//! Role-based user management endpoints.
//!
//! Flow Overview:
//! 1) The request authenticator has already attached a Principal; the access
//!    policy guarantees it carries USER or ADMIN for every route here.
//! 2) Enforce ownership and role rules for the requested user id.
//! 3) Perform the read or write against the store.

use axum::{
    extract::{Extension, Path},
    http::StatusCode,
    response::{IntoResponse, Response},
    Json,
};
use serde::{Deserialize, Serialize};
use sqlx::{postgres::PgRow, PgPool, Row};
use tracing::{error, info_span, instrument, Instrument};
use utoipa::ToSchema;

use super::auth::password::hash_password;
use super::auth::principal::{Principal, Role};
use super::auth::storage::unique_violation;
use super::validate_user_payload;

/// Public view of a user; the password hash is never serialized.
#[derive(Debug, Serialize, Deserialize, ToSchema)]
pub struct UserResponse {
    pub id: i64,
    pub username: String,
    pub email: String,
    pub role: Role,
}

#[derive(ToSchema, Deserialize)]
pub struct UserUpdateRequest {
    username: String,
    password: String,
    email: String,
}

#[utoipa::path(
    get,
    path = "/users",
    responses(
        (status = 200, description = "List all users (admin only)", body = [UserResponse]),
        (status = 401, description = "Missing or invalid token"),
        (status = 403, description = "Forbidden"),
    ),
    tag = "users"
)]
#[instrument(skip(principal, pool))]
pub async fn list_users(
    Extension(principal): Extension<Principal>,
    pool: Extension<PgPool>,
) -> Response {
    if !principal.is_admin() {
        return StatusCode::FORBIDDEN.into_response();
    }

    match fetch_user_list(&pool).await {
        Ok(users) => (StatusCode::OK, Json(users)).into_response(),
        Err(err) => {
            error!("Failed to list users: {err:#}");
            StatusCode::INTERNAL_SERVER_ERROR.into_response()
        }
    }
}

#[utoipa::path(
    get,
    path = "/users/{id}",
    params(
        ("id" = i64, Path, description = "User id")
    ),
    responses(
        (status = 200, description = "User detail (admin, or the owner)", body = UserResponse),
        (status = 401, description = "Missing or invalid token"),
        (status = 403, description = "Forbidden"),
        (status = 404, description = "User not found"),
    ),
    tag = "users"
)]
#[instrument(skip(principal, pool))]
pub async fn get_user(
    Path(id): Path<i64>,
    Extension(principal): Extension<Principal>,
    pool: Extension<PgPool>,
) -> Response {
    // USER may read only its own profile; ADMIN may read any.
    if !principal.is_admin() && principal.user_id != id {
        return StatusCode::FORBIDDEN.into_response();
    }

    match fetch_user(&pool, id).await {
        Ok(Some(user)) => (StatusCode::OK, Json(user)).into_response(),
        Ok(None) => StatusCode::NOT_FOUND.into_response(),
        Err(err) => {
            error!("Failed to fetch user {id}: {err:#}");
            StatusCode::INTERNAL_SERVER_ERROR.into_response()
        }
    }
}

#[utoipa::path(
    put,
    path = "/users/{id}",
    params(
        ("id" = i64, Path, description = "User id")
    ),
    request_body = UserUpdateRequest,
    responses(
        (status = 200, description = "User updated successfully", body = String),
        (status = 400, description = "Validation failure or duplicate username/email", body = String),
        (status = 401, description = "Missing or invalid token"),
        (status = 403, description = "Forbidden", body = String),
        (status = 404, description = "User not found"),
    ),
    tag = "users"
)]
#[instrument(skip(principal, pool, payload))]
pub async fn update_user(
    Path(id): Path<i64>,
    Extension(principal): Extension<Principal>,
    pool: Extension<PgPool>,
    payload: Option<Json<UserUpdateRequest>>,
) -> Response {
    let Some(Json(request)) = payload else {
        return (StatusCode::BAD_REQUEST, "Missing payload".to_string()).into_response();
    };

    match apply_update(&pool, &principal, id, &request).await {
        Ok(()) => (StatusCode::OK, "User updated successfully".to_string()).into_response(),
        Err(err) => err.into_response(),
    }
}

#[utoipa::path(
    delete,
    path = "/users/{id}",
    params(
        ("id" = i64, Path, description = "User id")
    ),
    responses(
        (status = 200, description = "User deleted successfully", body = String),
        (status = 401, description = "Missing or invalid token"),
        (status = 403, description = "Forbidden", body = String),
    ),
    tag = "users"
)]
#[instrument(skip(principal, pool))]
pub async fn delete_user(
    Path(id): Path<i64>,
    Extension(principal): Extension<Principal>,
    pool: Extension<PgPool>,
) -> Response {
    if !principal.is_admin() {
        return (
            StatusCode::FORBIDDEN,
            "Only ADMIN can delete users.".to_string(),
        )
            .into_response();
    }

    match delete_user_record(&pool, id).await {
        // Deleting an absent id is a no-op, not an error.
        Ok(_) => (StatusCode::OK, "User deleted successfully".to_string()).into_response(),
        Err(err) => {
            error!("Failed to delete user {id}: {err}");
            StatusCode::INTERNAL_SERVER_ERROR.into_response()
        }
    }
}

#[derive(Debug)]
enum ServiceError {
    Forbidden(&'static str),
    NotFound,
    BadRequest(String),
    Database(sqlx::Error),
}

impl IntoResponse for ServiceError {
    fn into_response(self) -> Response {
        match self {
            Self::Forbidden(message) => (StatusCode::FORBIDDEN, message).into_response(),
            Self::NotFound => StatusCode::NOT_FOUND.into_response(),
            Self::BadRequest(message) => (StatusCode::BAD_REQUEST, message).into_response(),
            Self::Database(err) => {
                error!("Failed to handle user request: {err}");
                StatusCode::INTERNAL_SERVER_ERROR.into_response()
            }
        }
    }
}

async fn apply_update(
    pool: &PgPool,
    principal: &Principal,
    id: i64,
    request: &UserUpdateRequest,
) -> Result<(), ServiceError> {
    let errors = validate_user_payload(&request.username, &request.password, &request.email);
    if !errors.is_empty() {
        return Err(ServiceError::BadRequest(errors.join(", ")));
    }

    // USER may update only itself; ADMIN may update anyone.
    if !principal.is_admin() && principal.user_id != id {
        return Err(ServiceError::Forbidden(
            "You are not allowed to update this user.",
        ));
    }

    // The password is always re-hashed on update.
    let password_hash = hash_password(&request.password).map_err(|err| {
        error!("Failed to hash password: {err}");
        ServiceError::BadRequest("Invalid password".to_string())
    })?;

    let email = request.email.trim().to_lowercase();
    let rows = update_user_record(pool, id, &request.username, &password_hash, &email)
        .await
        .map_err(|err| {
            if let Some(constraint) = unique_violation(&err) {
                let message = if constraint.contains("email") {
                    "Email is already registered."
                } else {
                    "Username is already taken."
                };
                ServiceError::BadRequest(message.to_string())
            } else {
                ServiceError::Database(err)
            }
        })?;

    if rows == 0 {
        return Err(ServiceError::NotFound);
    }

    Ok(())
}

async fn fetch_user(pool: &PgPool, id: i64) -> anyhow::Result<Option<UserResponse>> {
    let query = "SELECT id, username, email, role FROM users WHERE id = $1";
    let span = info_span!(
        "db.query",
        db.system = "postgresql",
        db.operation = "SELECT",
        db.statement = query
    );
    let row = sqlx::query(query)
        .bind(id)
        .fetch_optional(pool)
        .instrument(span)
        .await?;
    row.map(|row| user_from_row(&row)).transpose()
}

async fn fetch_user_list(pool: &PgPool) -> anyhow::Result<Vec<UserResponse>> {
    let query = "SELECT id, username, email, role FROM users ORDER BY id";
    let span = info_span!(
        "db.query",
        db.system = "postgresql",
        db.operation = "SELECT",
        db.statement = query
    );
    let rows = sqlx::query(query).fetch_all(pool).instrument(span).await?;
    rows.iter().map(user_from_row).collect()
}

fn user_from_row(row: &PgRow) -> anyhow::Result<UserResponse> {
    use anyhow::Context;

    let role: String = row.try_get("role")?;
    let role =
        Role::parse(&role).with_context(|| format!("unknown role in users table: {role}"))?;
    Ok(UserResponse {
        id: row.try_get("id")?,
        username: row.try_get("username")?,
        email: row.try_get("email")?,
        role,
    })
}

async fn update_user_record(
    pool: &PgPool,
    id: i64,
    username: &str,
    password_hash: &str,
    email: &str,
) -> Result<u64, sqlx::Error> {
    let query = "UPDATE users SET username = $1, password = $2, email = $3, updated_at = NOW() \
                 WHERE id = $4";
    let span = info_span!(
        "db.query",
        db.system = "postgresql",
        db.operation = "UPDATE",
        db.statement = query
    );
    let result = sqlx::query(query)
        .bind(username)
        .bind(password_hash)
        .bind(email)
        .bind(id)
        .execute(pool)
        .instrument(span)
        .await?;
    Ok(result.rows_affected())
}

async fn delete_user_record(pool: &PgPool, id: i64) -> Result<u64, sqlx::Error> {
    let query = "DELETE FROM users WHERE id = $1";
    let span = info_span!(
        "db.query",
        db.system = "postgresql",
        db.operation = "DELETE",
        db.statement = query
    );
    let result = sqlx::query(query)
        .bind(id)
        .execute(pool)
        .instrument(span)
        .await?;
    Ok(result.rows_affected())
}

____

Directions for this task: Could you find every line in the records above that contains the word "Debug" and copy it?

Answer section:
#[derive(Debug, Serialize, Deserialize, ToSchema)]
#[derive(Debug)]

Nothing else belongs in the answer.